How the USMCA Saves Costs for the Electric Mobility Supply Chain
In light of the impact of high tariffs on EV inputs under Section 301 and Section 232 measures and the uncertainty of future trade actions, qualification under the US-Mexico-Canada (USMCA) Agreement is more important than ever to maintain a competitive advantage in this industry.
The Latest on the USMCA for the EV Supply Chain
- The USMCA, the 2020 free trade agreement between the US, Canada, and Mexico replacing the 1994 North American Free Trade Agreement (NAFTA), is now beyond its first transition year of implementation.

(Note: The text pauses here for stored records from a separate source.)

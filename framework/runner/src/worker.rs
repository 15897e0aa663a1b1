//! The worker side of the multi-process strategy.
//!
//! A worker is the harness binary started with `--worker`. It reads one [WorkerCommand] from
//! stdin, says it is ready, runs the workload and reports the outcome on stdout. Anything else the
//! worker wants to say goes to stderr through the logger, stdout carries frames only.

use std::io::{BufReader, BufWriter, Read, Write};

use anyhow::Context;
use exec_harness_core::prelude::{execute_blocking, ShutdownHandle};

use crate::ipc::{read_frame, write_frame, WorkerCommand, WorkerMessage};
use crate::types::HarnessResult;

/// Exit code of a worker whose workload was set up to fail. It leaves without reporting a result,
/// the same way a crashing worker would.
pub const INJECTED_FAILURE_EXIT_CODE: i32 = 70;

#[derive(Debug, Clone, Copy, PartialEq, Eq)]
pub enum WorkerExit {
    Reported,
    InjectedFailure,
}

/// Serve one command from `reader`, writing messages to `writer`.
pub fn serve<R: Read, W: Write>(reader: R, writer: W) -> HarnessResult<WorkerExit> {
    let mut reader = BufReader::new(reader);
    let mut writer = BufWriter::new(writer);

    let command: WorkerCommand =
        read_frame(&mut reader).context("Failed to read command from supervisor")?;
    let WorkerCommand::Run { workload } = command;
    workload
        .validate()
        .context("Supervisor sent an invalid workload")?;

    let pid = std::process::id();
    write_frame(&mut writer, &WorkerMessage::Ready { pid })
        .context("Failed to report readiness")?;
    log::debug!("Worker {pid} running '{}'", workload.name());

    if workload.injects_failure() {
        log::warn!("Worker {pid} failing deliberately for '{}'", workload.name());
        return Ok(WorkerExit::InjectedFailure);
    }

    // The supervisor kills the process when it gives up, so the worker needs no deadline.
    let listener = ShutdownHandle::new().new_listener();
    let message = match execute_blocking(&workload, &listener, None) {
        Ok(value) => WorkerMessage::Done { value, pid },
        Err(e) => WorkerMessage::Failed {
            message: e.to_string(),
        },
    };
    write_frame(&mut writer, &message).context("Failed to report result")?;

    Ok(WorkerExit::Reported)
}

/// Serve the command on the process's own stdin and stdout.
pub fn serve_stdio() -> HarnessResult<WorkerExit> {
    serve(std::io::stdin().lock(), std::io::stdout().lock())
}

- Goods that qualify under the USMCA’s rules of origin are eligible for duty-free treatment, avoiding tariffs of 2.5% for passenger vehicles, 3.4% for lithium-ion batteries, and 25% for trucks.
- Under the USMCA, automotive goods are subject to stricter rules of origin, which affect the EV supply chain by requiring up to 75% North American content for vehicles and parts (including advanced batteries). The USMCA also imposes new high-wage requirements under a Labor Value Content (LVC) requirement, as well as North American steel and aluminum purchasing thresholds on automakers.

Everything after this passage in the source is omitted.